■ REQUIREMENT: The lines needed are those below that contain the word "matches"; copy each one.

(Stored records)
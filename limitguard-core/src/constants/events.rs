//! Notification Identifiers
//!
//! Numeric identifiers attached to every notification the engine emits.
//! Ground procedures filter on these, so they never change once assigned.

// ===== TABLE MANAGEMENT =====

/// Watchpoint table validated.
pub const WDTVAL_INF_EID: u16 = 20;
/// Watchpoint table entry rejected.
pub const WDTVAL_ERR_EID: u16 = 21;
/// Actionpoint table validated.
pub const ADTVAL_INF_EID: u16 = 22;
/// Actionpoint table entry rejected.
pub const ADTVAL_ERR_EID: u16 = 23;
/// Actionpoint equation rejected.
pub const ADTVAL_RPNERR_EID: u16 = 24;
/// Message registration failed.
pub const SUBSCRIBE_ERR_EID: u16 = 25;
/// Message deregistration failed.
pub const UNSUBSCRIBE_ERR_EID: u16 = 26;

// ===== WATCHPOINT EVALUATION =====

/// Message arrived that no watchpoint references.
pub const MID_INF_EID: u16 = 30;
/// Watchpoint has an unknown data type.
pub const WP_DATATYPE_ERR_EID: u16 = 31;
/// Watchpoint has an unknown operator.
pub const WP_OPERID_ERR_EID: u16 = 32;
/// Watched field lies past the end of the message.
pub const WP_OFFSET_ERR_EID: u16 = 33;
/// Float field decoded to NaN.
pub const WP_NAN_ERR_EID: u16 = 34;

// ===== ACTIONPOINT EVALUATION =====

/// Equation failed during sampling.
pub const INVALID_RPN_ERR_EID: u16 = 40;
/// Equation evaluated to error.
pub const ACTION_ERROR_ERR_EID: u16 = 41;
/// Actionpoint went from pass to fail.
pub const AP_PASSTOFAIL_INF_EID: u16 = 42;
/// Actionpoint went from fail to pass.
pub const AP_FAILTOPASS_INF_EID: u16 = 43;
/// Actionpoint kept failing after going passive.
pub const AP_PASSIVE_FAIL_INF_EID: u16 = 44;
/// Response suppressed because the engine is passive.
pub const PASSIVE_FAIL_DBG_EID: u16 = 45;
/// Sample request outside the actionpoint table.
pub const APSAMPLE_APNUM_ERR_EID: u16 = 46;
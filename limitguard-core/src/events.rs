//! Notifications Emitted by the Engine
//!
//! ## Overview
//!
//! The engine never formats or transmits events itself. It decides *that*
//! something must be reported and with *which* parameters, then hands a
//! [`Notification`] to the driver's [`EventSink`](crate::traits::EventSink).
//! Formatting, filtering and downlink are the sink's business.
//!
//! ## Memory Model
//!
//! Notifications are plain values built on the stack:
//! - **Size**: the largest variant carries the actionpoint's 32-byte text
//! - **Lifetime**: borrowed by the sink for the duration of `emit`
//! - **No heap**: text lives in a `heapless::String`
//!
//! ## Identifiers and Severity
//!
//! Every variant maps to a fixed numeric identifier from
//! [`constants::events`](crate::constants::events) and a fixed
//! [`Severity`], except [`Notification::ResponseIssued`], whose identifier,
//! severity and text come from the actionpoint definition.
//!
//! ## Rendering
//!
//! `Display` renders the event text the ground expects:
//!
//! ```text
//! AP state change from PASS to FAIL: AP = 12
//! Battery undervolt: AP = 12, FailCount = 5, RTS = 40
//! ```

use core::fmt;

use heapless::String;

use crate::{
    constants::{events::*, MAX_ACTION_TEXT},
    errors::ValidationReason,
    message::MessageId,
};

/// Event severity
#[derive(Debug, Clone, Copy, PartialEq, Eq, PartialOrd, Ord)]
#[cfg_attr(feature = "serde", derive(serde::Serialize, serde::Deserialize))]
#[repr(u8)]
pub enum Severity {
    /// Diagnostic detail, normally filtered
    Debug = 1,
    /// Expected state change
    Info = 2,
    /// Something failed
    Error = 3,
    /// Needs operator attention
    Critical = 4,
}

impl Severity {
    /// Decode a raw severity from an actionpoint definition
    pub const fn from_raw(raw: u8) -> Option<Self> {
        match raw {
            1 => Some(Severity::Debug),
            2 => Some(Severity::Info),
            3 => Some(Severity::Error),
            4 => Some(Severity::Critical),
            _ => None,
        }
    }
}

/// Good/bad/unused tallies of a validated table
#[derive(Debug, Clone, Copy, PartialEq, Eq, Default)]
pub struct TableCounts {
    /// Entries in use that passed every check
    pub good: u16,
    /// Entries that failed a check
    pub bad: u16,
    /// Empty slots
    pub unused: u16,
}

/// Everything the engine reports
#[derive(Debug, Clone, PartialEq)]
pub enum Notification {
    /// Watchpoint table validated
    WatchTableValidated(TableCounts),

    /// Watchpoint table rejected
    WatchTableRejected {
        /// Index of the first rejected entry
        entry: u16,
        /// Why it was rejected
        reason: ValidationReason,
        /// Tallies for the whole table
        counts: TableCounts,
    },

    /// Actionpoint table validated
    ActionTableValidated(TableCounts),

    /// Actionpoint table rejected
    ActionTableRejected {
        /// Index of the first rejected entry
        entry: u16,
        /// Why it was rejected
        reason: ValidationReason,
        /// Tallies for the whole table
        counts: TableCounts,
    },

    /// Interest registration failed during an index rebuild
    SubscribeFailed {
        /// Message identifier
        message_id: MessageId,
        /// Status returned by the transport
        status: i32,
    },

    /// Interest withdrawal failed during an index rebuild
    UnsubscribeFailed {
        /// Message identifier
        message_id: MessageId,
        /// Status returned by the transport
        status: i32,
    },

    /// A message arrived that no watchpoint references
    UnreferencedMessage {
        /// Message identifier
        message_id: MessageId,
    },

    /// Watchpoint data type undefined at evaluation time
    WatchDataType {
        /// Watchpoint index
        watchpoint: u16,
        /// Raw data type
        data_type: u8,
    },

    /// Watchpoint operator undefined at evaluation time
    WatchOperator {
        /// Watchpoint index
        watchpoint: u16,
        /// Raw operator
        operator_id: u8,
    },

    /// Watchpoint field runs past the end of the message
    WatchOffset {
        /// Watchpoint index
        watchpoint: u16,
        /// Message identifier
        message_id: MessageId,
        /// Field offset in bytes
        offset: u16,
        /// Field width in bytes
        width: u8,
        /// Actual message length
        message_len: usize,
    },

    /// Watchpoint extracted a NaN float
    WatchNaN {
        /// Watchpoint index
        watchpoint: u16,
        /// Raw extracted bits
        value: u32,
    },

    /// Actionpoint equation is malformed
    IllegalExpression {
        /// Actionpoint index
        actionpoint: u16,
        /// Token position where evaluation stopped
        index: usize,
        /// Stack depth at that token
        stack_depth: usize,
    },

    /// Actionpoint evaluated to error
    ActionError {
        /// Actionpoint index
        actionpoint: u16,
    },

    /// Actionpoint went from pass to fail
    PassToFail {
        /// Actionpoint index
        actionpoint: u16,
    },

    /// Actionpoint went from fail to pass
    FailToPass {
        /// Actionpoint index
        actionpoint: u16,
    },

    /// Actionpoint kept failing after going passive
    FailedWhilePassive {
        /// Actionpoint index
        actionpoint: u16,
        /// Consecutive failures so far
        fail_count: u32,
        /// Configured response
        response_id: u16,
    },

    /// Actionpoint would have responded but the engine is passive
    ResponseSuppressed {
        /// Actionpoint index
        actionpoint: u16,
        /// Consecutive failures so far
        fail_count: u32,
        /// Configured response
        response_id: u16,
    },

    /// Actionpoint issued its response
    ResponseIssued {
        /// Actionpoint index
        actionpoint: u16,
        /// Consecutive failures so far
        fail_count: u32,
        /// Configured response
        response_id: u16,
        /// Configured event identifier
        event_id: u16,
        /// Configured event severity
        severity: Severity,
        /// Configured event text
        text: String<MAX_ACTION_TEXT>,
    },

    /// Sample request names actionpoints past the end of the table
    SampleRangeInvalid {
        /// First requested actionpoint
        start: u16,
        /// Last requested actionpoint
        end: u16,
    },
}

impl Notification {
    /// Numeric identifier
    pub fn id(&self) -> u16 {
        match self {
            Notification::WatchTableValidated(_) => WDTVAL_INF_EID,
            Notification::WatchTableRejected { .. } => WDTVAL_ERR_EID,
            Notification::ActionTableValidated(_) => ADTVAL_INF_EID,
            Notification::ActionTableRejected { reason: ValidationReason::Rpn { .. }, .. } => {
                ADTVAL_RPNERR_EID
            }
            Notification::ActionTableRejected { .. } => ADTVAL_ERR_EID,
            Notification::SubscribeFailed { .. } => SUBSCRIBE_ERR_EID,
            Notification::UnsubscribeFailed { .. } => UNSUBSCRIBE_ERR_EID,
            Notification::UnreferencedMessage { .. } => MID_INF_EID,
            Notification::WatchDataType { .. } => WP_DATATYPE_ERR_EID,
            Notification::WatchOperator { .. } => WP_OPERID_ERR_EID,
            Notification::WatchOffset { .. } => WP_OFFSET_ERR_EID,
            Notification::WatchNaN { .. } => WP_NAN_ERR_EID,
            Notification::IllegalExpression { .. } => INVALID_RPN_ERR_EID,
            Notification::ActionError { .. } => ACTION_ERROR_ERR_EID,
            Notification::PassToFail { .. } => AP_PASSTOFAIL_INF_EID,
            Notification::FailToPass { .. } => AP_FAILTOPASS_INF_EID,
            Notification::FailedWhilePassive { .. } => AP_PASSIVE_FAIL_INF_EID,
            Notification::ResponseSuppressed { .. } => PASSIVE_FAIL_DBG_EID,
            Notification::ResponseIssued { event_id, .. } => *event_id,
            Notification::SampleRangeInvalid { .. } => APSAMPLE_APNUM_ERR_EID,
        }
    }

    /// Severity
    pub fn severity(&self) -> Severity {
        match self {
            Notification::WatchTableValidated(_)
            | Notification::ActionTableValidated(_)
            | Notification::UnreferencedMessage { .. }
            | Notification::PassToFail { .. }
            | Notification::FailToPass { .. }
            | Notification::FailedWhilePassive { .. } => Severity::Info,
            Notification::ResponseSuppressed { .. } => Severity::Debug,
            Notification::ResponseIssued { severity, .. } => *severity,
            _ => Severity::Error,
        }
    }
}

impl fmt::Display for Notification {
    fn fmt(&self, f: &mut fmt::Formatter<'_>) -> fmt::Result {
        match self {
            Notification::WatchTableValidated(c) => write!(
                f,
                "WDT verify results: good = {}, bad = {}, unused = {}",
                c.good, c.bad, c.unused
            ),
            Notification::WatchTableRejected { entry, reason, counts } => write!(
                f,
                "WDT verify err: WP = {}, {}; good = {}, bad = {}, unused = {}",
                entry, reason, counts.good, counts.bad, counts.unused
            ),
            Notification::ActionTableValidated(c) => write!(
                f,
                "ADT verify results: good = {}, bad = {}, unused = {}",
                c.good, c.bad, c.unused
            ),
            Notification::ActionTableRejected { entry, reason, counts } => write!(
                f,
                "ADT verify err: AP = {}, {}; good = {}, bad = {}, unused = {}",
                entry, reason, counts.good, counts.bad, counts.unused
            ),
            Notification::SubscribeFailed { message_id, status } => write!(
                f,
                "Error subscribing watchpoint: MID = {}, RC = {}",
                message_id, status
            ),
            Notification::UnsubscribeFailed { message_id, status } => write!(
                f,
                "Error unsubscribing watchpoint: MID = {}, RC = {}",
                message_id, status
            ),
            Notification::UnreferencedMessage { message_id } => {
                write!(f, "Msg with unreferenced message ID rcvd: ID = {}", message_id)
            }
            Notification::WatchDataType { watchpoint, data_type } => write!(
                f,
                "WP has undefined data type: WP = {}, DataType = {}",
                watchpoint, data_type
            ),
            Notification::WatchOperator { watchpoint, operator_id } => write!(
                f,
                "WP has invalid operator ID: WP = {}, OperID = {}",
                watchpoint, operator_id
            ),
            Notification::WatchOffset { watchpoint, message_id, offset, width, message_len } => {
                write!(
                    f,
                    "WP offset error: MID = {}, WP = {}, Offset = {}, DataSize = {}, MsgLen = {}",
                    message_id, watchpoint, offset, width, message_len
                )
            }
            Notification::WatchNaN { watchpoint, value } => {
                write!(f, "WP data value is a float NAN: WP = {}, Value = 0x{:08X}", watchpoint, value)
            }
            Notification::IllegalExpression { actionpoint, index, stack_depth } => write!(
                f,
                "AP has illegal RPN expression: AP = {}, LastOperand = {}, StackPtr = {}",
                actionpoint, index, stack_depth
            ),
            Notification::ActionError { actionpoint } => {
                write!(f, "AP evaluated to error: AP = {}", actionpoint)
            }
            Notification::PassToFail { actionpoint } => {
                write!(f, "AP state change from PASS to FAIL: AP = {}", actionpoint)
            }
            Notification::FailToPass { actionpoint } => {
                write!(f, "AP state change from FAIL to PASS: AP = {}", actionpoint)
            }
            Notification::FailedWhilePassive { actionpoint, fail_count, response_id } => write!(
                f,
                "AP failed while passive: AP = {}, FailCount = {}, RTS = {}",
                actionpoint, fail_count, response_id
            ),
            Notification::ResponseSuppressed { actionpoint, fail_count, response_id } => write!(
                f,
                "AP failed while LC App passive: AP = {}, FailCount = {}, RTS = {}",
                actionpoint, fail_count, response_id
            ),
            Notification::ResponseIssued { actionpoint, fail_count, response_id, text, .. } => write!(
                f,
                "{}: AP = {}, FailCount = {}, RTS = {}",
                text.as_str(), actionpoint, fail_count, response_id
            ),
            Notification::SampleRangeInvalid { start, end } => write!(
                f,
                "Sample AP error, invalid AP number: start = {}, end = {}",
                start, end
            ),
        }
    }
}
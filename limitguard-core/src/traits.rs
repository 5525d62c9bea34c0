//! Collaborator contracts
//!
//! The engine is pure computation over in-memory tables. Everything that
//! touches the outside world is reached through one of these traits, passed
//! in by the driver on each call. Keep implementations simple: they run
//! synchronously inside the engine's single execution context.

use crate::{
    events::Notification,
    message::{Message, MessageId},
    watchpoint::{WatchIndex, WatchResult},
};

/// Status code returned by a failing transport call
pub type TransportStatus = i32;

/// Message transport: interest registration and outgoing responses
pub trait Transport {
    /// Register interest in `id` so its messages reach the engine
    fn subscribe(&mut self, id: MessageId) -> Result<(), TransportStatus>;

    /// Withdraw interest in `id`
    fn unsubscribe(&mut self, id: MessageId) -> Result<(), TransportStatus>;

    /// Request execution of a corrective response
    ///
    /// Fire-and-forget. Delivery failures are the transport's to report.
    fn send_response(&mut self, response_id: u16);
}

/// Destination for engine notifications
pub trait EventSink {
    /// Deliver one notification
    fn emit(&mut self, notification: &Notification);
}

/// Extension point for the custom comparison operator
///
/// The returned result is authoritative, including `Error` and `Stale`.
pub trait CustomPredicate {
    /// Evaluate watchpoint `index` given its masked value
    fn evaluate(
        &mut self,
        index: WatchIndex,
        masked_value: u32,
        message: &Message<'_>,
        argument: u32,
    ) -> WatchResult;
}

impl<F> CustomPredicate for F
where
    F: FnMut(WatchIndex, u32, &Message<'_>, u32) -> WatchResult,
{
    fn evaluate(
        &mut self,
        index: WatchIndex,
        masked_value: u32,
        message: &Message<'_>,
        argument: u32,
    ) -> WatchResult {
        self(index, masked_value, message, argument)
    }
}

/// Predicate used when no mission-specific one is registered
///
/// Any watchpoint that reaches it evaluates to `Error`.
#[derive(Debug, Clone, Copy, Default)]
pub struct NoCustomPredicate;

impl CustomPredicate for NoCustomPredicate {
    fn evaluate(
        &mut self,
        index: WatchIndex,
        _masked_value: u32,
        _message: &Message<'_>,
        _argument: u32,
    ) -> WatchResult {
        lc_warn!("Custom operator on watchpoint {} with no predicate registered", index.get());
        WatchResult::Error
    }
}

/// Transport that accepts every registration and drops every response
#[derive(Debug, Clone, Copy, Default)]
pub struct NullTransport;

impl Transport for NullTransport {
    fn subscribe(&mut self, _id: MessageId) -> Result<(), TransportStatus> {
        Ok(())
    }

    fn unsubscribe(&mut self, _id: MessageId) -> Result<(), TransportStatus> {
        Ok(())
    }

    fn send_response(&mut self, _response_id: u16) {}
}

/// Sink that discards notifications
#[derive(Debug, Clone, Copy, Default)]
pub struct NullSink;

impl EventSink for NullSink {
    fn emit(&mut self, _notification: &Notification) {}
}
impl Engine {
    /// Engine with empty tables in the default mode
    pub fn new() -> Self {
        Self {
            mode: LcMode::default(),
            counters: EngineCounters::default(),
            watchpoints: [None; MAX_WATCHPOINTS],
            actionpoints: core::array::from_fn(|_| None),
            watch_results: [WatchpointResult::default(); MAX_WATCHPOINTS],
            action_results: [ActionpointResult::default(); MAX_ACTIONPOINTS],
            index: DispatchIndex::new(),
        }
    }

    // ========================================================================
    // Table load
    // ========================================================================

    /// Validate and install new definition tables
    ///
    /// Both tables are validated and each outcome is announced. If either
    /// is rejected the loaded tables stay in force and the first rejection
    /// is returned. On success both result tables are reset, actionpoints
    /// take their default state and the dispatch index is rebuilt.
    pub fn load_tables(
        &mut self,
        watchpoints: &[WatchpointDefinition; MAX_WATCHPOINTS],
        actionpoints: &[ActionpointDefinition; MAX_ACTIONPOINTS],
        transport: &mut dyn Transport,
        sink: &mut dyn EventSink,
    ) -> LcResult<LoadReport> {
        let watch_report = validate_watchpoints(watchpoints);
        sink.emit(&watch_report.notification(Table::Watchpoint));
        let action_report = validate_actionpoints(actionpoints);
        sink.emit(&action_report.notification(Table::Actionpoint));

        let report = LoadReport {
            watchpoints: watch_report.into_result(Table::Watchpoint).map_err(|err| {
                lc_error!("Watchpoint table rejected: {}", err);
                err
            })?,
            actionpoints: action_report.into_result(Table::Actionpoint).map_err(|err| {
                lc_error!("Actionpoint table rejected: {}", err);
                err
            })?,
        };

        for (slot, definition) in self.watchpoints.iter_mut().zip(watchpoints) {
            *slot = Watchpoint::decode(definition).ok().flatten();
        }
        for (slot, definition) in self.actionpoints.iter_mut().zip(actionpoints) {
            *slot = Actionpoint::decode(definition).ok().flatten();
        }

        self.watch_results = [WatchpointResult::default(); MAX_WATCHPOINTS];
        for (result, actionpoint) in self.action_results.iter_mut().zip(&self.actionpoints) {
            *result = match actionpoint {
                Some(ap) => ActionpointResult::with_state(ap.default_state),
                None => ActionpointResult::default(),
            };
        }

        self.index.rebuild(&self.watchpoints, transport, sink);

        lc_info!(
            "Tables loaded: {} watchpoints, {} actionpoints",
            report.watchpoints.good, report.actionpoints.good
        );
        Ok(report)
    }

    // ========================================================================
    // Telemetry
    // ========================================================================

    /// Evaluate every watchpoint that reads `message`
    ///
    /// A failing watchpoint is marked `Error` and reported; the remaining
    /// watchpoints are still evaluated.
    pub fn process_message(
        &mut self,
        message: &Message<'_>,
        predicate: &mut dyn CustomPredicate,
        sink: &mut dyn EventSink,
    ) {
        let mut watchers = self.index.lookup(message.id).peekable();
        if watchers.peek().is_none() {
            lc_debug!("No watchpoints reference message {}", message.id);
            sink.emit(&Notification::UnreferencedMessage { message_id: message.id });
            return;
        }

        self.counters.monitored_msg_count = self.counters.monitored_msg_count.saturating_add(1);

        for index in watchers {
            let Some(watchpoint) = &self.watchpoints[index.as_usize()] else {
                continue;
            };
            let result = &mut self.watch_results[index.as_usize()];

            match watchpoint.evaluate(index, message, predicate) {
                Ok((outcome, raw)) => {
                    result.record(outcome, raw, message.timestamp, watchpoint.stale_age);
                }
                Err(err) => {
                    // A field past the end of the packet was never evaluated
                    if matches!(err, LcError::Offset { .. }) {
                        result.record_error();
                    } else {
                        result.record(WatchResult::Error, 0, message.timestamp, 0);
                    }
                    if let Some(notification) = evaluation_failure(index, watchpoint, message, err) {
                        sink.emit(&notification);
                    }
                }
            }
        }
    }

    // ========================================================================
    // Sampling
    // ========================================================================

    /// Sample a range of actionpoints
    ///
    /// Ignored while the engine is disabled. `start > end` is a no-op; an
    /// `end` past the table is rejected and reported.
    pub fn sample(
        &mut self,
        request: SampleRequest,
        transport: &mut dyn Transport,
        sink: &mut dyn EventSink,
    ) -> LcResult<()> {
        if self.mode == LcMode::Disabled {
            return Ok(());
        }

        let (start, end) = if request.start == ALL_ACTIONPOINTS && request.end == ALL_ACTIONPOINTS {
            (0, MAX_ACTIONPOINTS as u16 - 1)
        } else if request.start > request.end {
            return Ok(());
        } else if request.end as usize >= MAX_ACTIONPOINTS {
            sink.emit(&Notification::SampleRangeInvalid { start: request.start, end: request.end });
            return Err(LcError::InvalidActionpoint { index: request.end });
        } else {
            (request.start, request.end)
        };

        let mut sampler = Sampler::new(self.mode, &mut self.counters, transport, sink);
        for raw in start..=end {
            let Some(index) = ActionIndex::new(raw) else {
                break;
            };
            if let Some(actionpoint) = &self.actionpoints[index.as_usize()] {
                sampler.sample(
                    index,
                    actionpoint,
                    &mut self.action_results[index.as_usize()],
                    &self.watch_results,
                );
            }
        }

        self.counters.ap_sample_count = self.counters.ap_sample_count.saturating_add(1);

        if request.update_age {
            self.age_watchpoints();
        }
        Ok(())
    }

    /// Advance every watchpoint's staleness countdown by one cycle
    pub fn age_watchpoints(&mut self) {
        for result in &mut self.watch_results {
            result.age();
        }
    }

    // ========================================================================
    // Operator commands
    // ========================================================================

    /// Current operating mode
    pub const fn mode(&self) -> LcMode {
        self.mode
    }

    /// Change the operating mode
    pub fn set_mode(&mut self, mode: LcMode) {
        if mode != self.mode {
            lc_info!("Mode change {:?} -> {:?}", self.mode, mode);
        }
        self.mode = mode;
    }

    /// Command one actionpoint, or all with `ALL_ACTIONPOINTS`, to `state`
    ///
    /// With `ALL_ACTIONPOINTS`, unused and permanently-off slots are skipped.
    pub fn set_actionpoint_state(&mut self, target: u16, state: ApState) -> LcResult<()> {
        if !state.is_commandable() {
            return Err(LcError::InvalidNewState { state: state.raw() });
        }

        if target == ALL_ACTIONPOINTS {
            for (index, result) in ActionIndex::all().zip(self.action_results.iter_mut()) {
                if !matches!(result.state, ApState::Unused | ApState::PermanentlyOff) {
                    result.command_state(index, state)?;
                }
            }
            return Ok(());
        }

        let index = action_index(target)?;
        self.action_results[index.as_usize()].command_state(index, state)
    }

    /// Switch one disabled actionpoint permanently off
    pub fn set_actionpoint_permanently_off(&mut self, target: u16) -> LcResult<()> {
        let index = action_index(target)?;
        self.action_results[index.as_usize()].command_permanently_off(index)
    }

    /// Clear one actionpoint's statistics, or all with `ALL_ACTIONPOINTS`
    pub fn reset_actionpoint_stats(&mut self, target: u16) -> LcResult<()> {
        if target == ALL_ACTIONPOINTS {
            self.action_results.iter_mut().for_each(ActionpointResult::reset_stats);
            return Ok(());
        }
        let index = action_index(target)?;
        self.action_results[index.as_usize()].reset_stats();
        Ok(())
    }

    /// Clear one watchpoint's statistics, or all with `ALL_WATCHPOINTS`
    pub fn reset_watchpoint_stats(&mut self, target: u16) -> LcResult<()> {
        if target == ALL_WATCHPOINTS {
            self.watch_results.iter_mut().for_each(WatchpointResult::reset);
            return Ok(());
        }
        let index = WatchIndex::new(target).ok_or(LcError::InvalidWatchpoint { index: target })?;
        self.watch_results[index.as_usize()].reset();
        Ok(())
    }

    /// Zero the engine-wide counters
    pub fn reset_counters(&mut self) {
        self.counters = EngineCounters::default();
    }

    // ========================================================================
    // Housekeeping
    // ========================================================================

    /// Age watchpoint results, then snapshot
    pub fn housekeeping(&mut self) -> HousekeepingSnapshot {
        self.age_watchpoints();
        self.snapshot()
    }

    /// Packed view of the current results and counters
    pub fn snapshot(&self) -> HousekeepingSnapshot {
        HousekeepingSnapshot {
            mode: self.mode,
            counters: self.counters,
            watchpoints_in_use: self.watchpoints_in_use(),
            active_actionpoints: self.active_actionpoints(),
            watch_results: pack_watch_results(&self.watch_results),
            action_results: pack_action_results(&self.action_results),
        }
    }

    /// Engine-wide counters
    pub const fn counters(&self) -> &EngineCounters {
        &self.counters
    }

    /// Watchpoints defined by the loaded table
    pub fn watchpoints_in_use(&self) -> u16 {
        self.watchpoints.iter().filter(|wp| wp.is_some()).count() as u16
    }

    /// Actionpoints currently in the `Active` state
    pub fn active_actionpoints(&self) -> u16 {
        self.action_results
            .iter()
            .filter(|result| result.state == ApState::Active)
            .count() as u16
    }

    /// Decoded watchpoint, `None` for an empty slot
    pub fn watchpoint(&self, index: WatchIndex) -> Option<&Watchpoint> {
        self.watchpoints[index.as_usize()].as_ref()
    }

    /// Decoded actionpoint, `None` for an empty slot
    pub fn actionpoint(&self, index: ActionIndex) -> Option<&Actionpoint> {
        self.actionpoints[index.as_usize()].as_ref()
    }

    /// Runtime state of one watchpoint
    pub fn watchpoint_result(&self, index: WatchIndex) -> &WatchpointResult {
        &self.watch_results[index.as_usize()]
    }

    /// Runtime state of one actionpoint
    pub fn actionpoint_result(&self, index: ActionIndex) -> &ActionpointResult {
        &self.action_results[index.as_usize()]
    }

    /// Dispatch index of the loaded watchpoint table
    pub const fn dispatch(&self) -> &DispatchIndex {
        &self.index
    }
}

■ TASK RESPONSE:
                    if matches!(err, LcError::Offset { .. }) {
                if !matches!(result.state, ApState::Unused | ApState::PermanentlyOff) {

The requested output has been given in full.